8. The digital twin workshop production scheduling decision system according to claim 4, characterized in that, The system also includes a self-learning module, which records events, schemes, simulation results, and actual execution effects in the dynamic adjustment strategy as decision cases; based on the accumulated case data, it automatically optimizes the constraints in the rule model or the optimization parameters of the scheduling engine on a regular basis to achieve continuous learning and performance evolution of the system.
9. A digital twin workshop production scheduling decision-making method integrating virtual and real simulation, characterized in that, Includes the following steps: Step 1: Construct a digital twin model that maps to the physical workshop entity at a preset ratio; Step 2: Real-time collection of production data from the physical workshop via IoT sensor network, processing and fusion of the data, and driving the digital twin model to update its status, maintaining dynamic consistency between the virtual space and the physical workshop. Step 3: In response to changes in the production plan or disturbance events, the scheduling engine generates an initial scheduling plan and imports the initial plan into the simulation sandbox for execution. Virtual simulation is performed based on the rule model and real-time data, and the simulation results are output to evaluate the feasibility. Step 4: When the simulation results fail to meet the preset target or a sudden disturbance occurs, the dynamic iterative optimization process is triggered: alternative solutions are quickly generated and verified in the simulation sandbox, and then screened and evaluated through a two-layer simulation optimization engine until a feasible scheduling solution is obtained. Step 5: Select the target scheme from the optimization schemes, parse it into an atomic control instruction sequence, perform conflict verification in the simulation sandbox, and generate the final scheduling strategy after the verification is passed. Step 6: The final scheduling strategy is issued to the physical workshop execution unit in the form of a sequence of instructions, and the execution status is monitored to form a closed-loop feedback.

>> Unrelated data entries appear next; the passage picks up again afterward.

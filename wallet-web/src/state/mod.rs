//! Reactive application state

pub mod notice;
pub mod wallet;
//! [`RemoteStore`] over the Seafile `api2` REST endpoints.

use async_trait::async_trait;
use reqwest::header::{ACCEPT, AUTHORIZATION};
use reqwest::multipart::{Form, Part};
use reqwest::{RequestBuilder, Response, StatusCode};
use serde::Deserialize;
use tokio::sync::RwLock;
use tracing::{debug, info, warn};
use crate::config::ServerConfig;
use crate::error::{FsError, Result};
use crate::storage::{Library, RawEntry, RemoteStore};

const JSON: &str = "application/json; charset=utf-8";

#[derive(Deserialize)]
struct AuthToken {
    token: String,
}

pub struct SeafileClient {
    http: reqwest::Client,
    config: ServerConfig,
    token: RwLock<Option<String>>,
}

impl std::fmt::Debug for SeafileClient {
    fn fmt(&self, f: &mut std::fmt::Formatter<'_>) -> std::fmt::Result {
        f.debug_struct("SeafileClient")
            .field("server", &self.config.server)
            .field("username", &self.config.username)
            .finish()
    }
}

impl SeafileClient {
    pub fn new(config: ServerConfig) -> Result<Self> {
        let mut builder = reqwest::Client::builder();
        if let Some(timeout) = config.timeout() {
            builder = builder.timeout(timeout);
        }
        Self::with_http_client(config, builder.build()?)
    }

    /// Uses a caller-built HTTP client, e.g. one with its own proxy or TLS
    /// settings. The config's timeout is not applied.
    pub fn with_http_client(config: ServerConfig, http: reqwest::Client) -> Result<Self> {
        config.validate()?;
        let token = config.auth_token.clone();

        Ok(Self {
            http,
            config,
            token: RwLock::new(token),
        })
    }

    pub fn config(&self) -> &ServerConfig {
        &self.config
    }

    /// Logs in with username and password and keeps the returned token.
    pub async fn connect(&self) -> Result<String> {
        let password = self.config.password.as_deref().ok_or_else(|| {
            FsError::Unauthorized(format!("no password configured for {}", self.config.username))
        })?;
        info!("connecting to {} as {}", self.config.base_url(), self.config.username);

        let response = self
            .http
            .post(self.url("/api2/auth-token/"))
            .header(ACCEPT, JSON)
            .form(&[("username", self.config.username.as_str()), ("password", password)])
            .send()
            .await?;
        let body: AuthToken = check(response).await?.json().await?;

        *self.token.write().await = Some(body.token.clone());
        debug!("connect: token acquired for {}", self.config.username);
        Ok(body.token)
    }

    /// Server version string from `/api2/server-info/`.
    pub async fn server_version(&self) -> Result<String> {
        #[derive(Deserialize)]
        struct ServerInfo {
            version: String,
        }
        let info: ServerInfo = self
            .send(|http| http.get(self.url("/api2/server-info/")))
            .await?
            .json()
            .await?;
        Ok(info.version)
    }

    fn url(&self, path: &str) -> String {
        format!("{}{}", self.config.base_url(), path)
    }

    fn repo_url(&self, library_id: &str, endpoint: &str) -> String {
        self.url(&format!("/api2/repos/{}/{}", library_id, endpoint))
    }

    async fn token(&self) -> Result<String> {
        let cached = self.token.read().await.clone();
        match cached {
            Some(token) => Ok(token),
            None => self.connect().await,
        }
    }

    /// Sends an authenticated request. A 401 answer triggers one fresh login
    /// and one retry; `build` is called again for the retry.
    async fn send<F>(&self, build: F) -> Result<Response>
    where
        F: Fn(&reqwest::Client) -> RequestBuilder + Send + Sync,
    {
        let token = self.token().await?;
        let response = build(&self.http)
            .header(ACCEPT, JSON)
            .header(AUTHORIZATION, format!("Token {}", token))
            .send()
            .await?;
        debug!("{} {}", response.status().as_u16(), response.url());

        if response.status() != StatusCode::UNAUTHORIZED || self.config.password.is_none() {
            return check(response).await;
        }

        warn!("token rejected by {}, logging in again", self.config.base_url());
        let token = self.connect().await?;
        let response = build(&self.http)
            .header(ACCEPT, JSON)
            .header(AUTHORIZATION, format!("Token {}", token))
            .send()
            .await?;
        check(response).await
    }
}

/// Maps non-2xx answers onto [`FsError`].
async fn check(response: Response) -> Result<Response> {
    let status = response.status();
    if status.is_success() {
        return Ok(response);
    }
    let url = response.url().to_string();
    let body = response.text().await.unwrap_or_default();
    let message = if body.trim().is_empty() {
        url
    } else {
        format!("{}: {}", url, body.trim())
    };
    Err(status_error(status.as_u16(), message))
}

fn status_error(status: u16, message: String) -> FsError {
    match status {
        404 => FsError::NotFound(message),
        409 => FsError::Conflict(message),
        401 | 403 => FsError::Unauthorized(message),
        440 | 441 => FsError::Unauthorized(format!("library password required: {}", message)),
        _ => FsError::Remote { status, message },
    }
}

fn remote_path(path: &str) -> String {
    format!("/{}", path.trim_matches('/'))
}

fn split_parent(path: &str) -> (&str, &str) {
    let path = path.trim_matches('/');
    path.rsplit_once('/').unwrap_or(("", path))
}

#[async_trait]
impl RemoteStore for SeafileClient {
    async fn list_libraries(&self) -> Result<Vec<Library>> {
        let libraries = self
            .send(|http| http.get(self.url("/api2/repos/")))
            .await?
            .json()
            .await?;
        Ok(libraries)
    }

    async fn get_library_info(&self, library_id: &str) -> Result<Library> {
        let library = self
            .send(|http| http.get(self.repo_url(library_id, "")))
            .await?
            .json()
            .await?;
        Ok(library)
    }

    async fn list_directory(&self, library_id: &str, path: &str) -> Result<Vec<RawEntry>> {
        let p = remote_path(path);
        let entries = self
            .send(|http| http.get(self.repo_url(library_id, "dir/")).query(&[("p", p.as_str())]))
            .await?
            .json()
            .await?;
        Ok(entries)
    }

    async fn create_directory(&self, library_id: &str, path: &str) -> Result<()> {
        let p = remote_path(path);
        self.send(|http| {
            http.post(self.repo_url(library_id, "dir/"))
                .query(&[("p", p.as_str())])
                .form(&[("operation", "mkdir")])
        })
        .await?;
        Ok(())
    }

    async fn delete_file(&self, library_id: &str, path: &str) -> Result<()> {
        let p = remote_path(path);
        self.send(|http| http.delete(self.repo_url(library_id, "file/")).query(&[("p", p.as_str())]))
            .await?;
        Ok(())
    }

    async fn delete_directory(&self, library_id: &str, path: &str) -> Result<()> {
        let p = remote_path(path);
        self.send(|http| http.delete(self.repo_url(library_id, "dir/")).query(&[("p", p.as_str())]))
            .await?;
        Ok(())
    }

    async fn get_file_info(&self, library_id: &str, path: &str) -> Result<RawEntry> {
        let (parent, name) = split_parent(path);
        if name.is_empty() {
            return Ok(RawEntry::dir(""));
        }
        // file/detail only covers files; the parent listing covers both kinds
        self.list_directory(library_id, parent)
            .await?
            .into_iter()
            .find(|entry| entry.name == name)
            .ok_or_else(|| FsError::NotFound(format!("{}{}", library_id, remote_path(path))))
    }

    async fn download_object(&self, library_id: &str, path: &str) -> Result<Vec<u8>> {
        let p = remote_path(path);
        if p == "/" {
            return Err(FsError::FileExpected(library_id.to_string()));
        }
        let link = self
            .send(|http| http.get(self.repo_url(library_id, "file/")).query(&[("p", p.as_str())]))
            .await;
        let link: String = match link {
            Ok(response) => response.json().await?,
            Err(e @ (FsError::NotFound(_) | FsError::Remote { status: 400, .. })) => {
                return match self.get_file_info(library_id, path).await {
                    Ok(entry) if !entry.is_file() => Err(FsError::FileExpected(format!("{}{}", library_id, p))),
                    _ => Err(e),
                };
            }
            Err(e) => return Err(e),
        };

        let response = check(self.http.get(&link).send().await?).await?;
        let data = response.bytes().await?;
        debug!("download: {}{} ({} bytes)", library_id, p, data.len());
        Ok(data.to_vec())
    }

    async fn upload_object(&self, library_id: &str, path: &str, data: &[u8]) -> Result<()> {
        let (parent, name) = split_parent(path);
        if name.is_empty() {
            return Err(FsError::FileExpected(library_id.to_string()));
        }
        let parent_dir = remote_path(parent);
        let link: String = self
            .send(|http| {
                http.get(self.repo_url(library_id, "upload-link/"))
                    .query(&[("p", parent_dir.as_str())])
            })
            .await?
            .json()
            .await?;

        self.send(|http| {
            let part = Part::bytes(data.to_vec()).file_name(name.to_string());
            let form = Form::new()
                .text("parent_dir", parent_dir.clone())
                .text("replace", "1")
                .part("file", part);
            http.post(&link).query(&[("ret-json", "1")]).multipart(form)
        })
        .await?;
        debug!("upload: {}{} ({} bytes)", library_id, remote_path(path), data.len());
        Ok(())
    }
}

10. The digital twin workshop production scheduling decision-making method according to claim 9, characterized in that, In step 4, the dynamic iterative optimization process includes: prioritizing matching similar scenario solutions from the historical strategy pool as the initial point of iteration; performing lightweight pre-screening through a fast screening layer to output a candidate solution set; performing high-precision simulation evaluation through a fine optimization layer, and triggering feedback adjustment when the solution set quality is not ideal to dynamically adjust the rule weights or constraint tightness.